The prison controller curbs the government’s “guilty inertia”

Remand prisons which “overflow” and the State “which looks away”. In her annual report published on Thursday, the prison controller Dominique Simonnot curbs the “guilty inertia” of the government in the face of record prison overcrowding in France. “Inertia, definition: lack of activity, energy. State of what does not move or barely moves. Synonyms: apathy, immobility, inaction, ease”, attacks Dominique Simonnot in the foreword to this report which paints a very black picture of violations of rights in prisons but also psychiatric hospitals or administrative detention centers.

“Inertia is a wall against which the incessant alerts of the Comptroller General of Places of Deprivation of Liberty (CGLPL) come up against the deplorable state of the places he visits”, laments the former journalist of the chained duck. As an echo of her statements when she arrived at the head of this independent administrative authority, in the fall of 2020. She then warned that she did not want to “use as an alibi” and that she intended to see her recommendations, although non-binding, applied “with the greatest firmness”.

New peak in French prisons

“We will try to be fierce,” Dominique Simonnot also said in an interview with AFP. Almost three years later, the Comptroller General is still sounding the alarm as a new historic peak has just been reached in French prisons with 73,080 detainees on April 1 for 60,899 places, and an average occupancy rate which climbs to 142.2% in remand prisons.

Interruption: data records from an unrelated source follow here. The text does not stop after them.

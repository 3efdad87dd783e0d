//! Shell completion scripts for the CLI.

use clap::CommandFactory;
use clap_complete::{generate, shells::Shell};
use std::io;

/// Writes the completion script for `shell` to stdout.
pub fn generate_completion(shell: Shell) {
    let mut app = crate::Cli::command();
    generate(shell, &mut app, "fitz", &mut io::stdout());
}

This record overcrowding inflicts “prisoners to live three to a cell, 21 hours a day – in less than 1 m2 of living space per person – to be nibbled by bedbugs, invaded by cockroaches and rats”, recounts Dominique Simonnot. She forces “2,100 of them to sleep on a mattress on the floor”, she points out. The independent authority, she recalls, “recommends since 2017” the establishment of a prison regulation mechanism enshrined in law, which would make it possible to examine the possibilities of leaving a prisoner at the end of his sentence before to bring in other detainees.

A promise “smells rancid”

But “despite insistent steps (…), the public authorities do not seem determined to modify the rule of law”, regrets the CGLPL. She reprimands the “solution put forward by the State” to fight against the scourge of prison overcrowding, that of the construction of 15,000 new prison places by 2027. A “famous promise smelling rancid, since these 15,000 places were already proclaimed in 2017 for 2022 “and were” very modestly reduced, to 2,000 at the end of 2021 “, accuses the comptroller general.

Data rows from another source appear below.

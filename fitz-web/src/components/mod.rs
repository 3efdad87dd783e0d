pub(crate) mod error_alert;
pub(crate) mod form;
pub(crate) mod header_nav_item;
pub(crate) mod loading;
pub(crate) mod pagination;
pub(crate) mod theme_toggle;

pub use error_alert::ErrorAlert;
pub use loading::Loading;
pub use pagination::PaginationControls;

The CGLPL, which is responsible for ensuring respect for fundamental rights in prisons, but also psychiatric hospitals, administrative detention centres, closed educational centers and police custody premises, carried out 115 inspection visits to establishments in 2022. In all these places of deprivation of liberty, the finding of the Comptroller General is also “very alarming”. Of all the findings contained in this 188-page report, “overhangs (…) the feeling of an abandonment of the State”, she criticizes.